WATCH: World’s First Man-Free Music Festival Kicks Off in Sweden

Sweden
FRIDA WINTER/AFP/Getty Images

The first-ever “cis man-free” music festival began in Sweden on Friday, following a wave of sexual assault incidents reported at events across the Scandinavian country in 2017.

Held in Sweden’s second-largest city of Gothenburg, the two-day Statement Festival forbids males from attending — with the exception of transgender women born as men. Plans for the festival were unveiled last year after law enforcement received four rape and 23 sexual assault reports at Sweden’s largest Bravalla Festival, prompting organizers to cancel this year’s event.

In a statement cancelling the event, Bravalla Festival spokesperson Kajsa Apelqvist, said: “It’s a very disappointing decision to take, but the overall picture we have is that we can not develop the festival in the way we want to be relevant to our visitors in the future.”

In response to the event’s cancellation, Swedish comedian Emma Knyckare conjured up the idea of launching a cis man-free music festival.

“What do you think about us creating an awesome festival where only non-men are welcome until ALL men learn how to behave?” tweeted Knyckare, who founded the Statement Festival, at the time.

Located inside an industrial building in Gothenburg’s harbor, only female bands are performing and neither male security guards nor journalists are allowed to enter.

Rebecka Ljung, a spokeswoman for the festival, says “thousands” of women were expected to attend the festival.

“This place feels like a safe-zone where women can just get together and have fun and celebrate … especially in light of the assaults that have happened at other festivals,” said Julia Skonneby, a 34-year-old performer.

“It feels like a certain tension is gone… we’re here to make a statement together,” Hanna Gustavsson, a 31-year-old designer, chimed in.

Statement, launched after raising more than 500,000 kronor (47,000 euros, $54,000 ) through crowdfunding, defines a transgender person as “a person who does not identify with the sex assigned to them at birth”.

After receiving several complaints, the Equality Ombudsman (DO), a government agency that promotes equal rights and handles discrimination complaints, has asked the festival to specify what it means by “cis men”.
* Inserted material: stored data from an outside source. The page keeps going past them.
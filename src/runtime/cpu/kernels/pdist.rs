//! Distance compute engine.
//!
//! Each active unit walks its cyclically owned rows `i`, streams row `i`
//! through a double buffer and every partner `j > i` through a single inner
//! buffer, and writes `d(i, j)` at its condensed offset.
//!
//! The output slice is carved into one segment per row before any unit
//! starts; segment `i` covers `row_start(i)..row_start(i + 1)`. Segments are
//! then handed to the unit that owns row `i`. Ownership is checked by the
//! borrow checker: units hold disjoint `&mut` segments and nothing else is
//! shared except the read-only input and tiling.

use super::condensed::{condensed_index, row_start};
use super::minkowski::pairwise_distance;
use super::row_buffer::{DoubleBuffer, RowBuffer};
use crate::dtype::Element;
use crate::error::{Error, Result};
use crate::matrix::MatrixRef;
use crate::ops::distance_common::validate_exponent;
use crate::ops::{Exponent, RootMode};
use crate::tiling::PdistTiling;

/// Per-unit local buffers: outer double buffer, inner row, reduction scratch.
#[derive(Debug, Clone)]
pub struct UnitBuffers<T: Element> {
    outer: DoubleBuffer<T>,
    inner: RowBuffer<T>,
    reduce: Vec<T::Accum>,
}

impl<T: Element> UnitBuffers<T> {
    fn new(aligned_len: usize) -> Self {
        Self {
            outer: DoubleBuffer::new(aligned_len),
            inner: RowBuffer::new(aligned_len),
            reduce: vec![<T::Accum as num_traits::Zero>::zero(); aligned_len],
        }
    }
}

/// Local buffers for every active unit of one tiling.
///
/// Reusable across invocations with the same tiling; [`pdist_kernel`]
/// reallocates it when handed a workspace sized for a different one.
#[derive(Debug, Clone)]
pub struct Workspace<T: Element> {
    aligned_len: usize,
    units: Vec<UnitBuffers<T>>,
}

impl<T: Element> Workspace<T> {
    /// Allocate buffers for `tiling`
    pub fn new(tiling: &PdistTiling) -> Self {
        let aligned_len = tiling.aligned_row_len();
        Self {
            aligned_len,
            units: (0..tiling.active_units())
                .map(|_| UnitBuffers::new(aligned_len))
                .collect(),
        }
    }

    /// Bytes a workspace for `tiling` occupies
    pub fn size_in_bytes(tiling: &PdistTiling) -> usize {
        let per_row = tiling.aligned_row_len() * std::mem::size_of::<T>();
        let scratch = tiling.aligned_row_len() * std::mem::size_of::<T::Accum>();
        // outer x2 + inner + scratch
        tiling.active_units() * (3 * per_row + scratch)
    }

    fn fits(&self, tiling: &PdistTiling) -> bool {
        self.aligned_len == tiling.aligned_row_len() && self.units.len() == tiling.active_units()
    }
}

/// Compute the condensed distance vector for `x` into `out`.
///
/// The exponent is taken from `tiling`; `root` only affects the general-p
/// path. `out` is fully overwritten. Running twice with the same arguments
/// yields identical bits.
///
/// # Errors
///
/// Returns `InvalidShape` if `x` is not `[tiling.n(), tiling.m()]` or
/// `out.len() != tiling.output_len()`, and `InvalidArgument` if the block's
/// exponent is NaN or not positive or it has no active units. Nothing is
/// written in either case.
pub fn pdist_kernel<T: Element>(
    x: MatrixRef<'_, T>,
    out: &mut [T],
    tiling: &PdistTiling,
    root: RootMode,
    workspace: &mut Workspace<T>,
) -> Result<()> {
    let n = tiling.n();
    if x.shape() != [n, tiling.m()] {
        return Err(Error::invalid_shape(format!(
            "input shape {:?} does not match tiling [{}, {}]",
            x.shape(),
            n,
            tiling.m()
        )));
    }
    if out.len() != tiling.output_len() {
        return Err(Error::invalid_shape(format!(
            "pdist with n={} expects condensed length {}, got {}",
            n,
            tiling.output_len(),
            out.len()
        )));
    }
    validate_exponent(tiling.p(), "pdist")?;
    let partition = tiling.partition()?;
    if n < 2 {
        return Ok(());
    }
    if !workspace.fits(tiling) {
        *workspace = Workspace::new(tiling);
    }

    let exponent = Exponent::from_p(tiling.p());
    let units = tiling.active_units();

    let mut owned: Vec<Vec<(usize, &mut [T])>> = (0..units).map(|_| Vec::new()).collect();
    for (i, seg) in row_segments(out, n).into_iter().enumerate() {
        owned[partition.owner(i)].push((i, seg));
    }

    log::debug!(
        "pdist dispatch: {} {} pairs over {} unit(s), exponent={}",
        T::DTYPE,
        tiling.output_len(),
        units,
        exponent.name()
    );

    if units == 1 {
        for (unit, (rows, bufs)) in owned.into_iter().zip(workspace.units.iter_mut()).enumerate() {
            run_unit(unit, x, rows, exponent, root, bufs);
        }
        return Ok(());
    }

    #[cfg(feature = "rayon")]
    {
        use rayon::prelude::*;
        owned
            .into_par_iter()
            .zip(workspace.units.par_iter_mut())
            .enumerate()
            .for_each(|(unit, (rows, bufs))| {
                run_unit(unit, x, rows, exponent, root, bufs);
            });
    }

    #[cfg(not(feature = "rayon"))]
    for (unit, (rows, bufs)) in owned.into_iter().zip(workspace.units.iter_mut()).enumerate() {
        run_unit(unit, x, rows, exponent, root, bufs);
    }

    Ok(())
}

/// Split `out` into per-row segments using the index mapping.
fn row_segments<T>(out: &mut [T], n: usize) -> Vec<&mut [T]> {
    let mut segments = Vec::with_capacity(n);
    let mut rest = out;
    for i in 0..n {
        let len = row_start(i + 1, n) - row_start(i, n);
        let (seg, tail) = std::mem::take(&mut rest).split_at_mut(len);
        segments.push(seg);
        rest = tail;
    }
    debug_assert!(rest.is_empty());
    segments
}

/// One unit's loop over its owned rows. Returns the number of pairs written.
fn run_unit<T: Element>(
    unit: usize,
    x: MatrixRef<'_, T>,
    rows: Vec<(usize, &mut [T])>,
    exponent: Exponent,
    root: RootMode,
    bufs: &mut UnitBuffers<T>,
) -> usize {
    let n = x.rows();
    let UnitBuffers {
        outer,
        inner,
        reduce,
    } = bufs;

    let owned_rows = rows.len();
    let mut rows = rows.into_iter().peekable();
    match rows.peek().map(|(i, _)| *i) {
        Some(first) => outer.load_front(first, x.row(first)),
        None => {
            log::trace!("pdist unit {} owns no rows", unit);
            return 0;
        }
    }

    let mut pairs = 0;
    while let Some((i, seg)) = rows.next() {
        if let Some(next) = rows.peek().map(|(j, _)| *j) {
            outer.prefetch(next, x.row(next));
        }

        let base = row_start(i, n);
        let row_i = outer.front();
        debug_assert_eq!(row_i.row_index(), Some(i));
        for j in (i + 1)..n {
            inner.load(j, x.row(j));
            seg[condensed_index(i, j, n) - base] =
                pairwise_distance(row_i.row(), inner.row(), exponent, root, reduce);
        }
        inner.release();
        pairs += n - 1 - i;

        outer.advance();
    }
    log::trace!(
        "pdist unit {} computed {} pairs over {} rows",
        unit,
        pairs,
        owned_rows
    );
    pairs
}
“We want to examine whether the festival is compatible with discrimination laws,” the agency’s spokesman Clas Lundstedt told AFP, adding it would take a couple of weeks to reach a conclusion.

One festival-goer said she thought it was fair to bar men from the event: “I don’t believe in complete separatism but I think it’s very important to have this festival right now.”

According to the Swedish National Council for Crime Prevention, 4.1 percent of women reported that they had been the victim of a sexual crime, compared to 0.6 percent of men in Sweden.

In 2016, the Swedish press was accused of working with police to “cover up” sexual assaults committed by migrant youths against girls as young as 12-year-old at the Sthlm music festival.

 “These are so-called refugee youths, specifically from Afghanistan. Several of the gang were arrested for sexual molestation,” read a leaked police memo.

Agence France-Presse contributed to this report.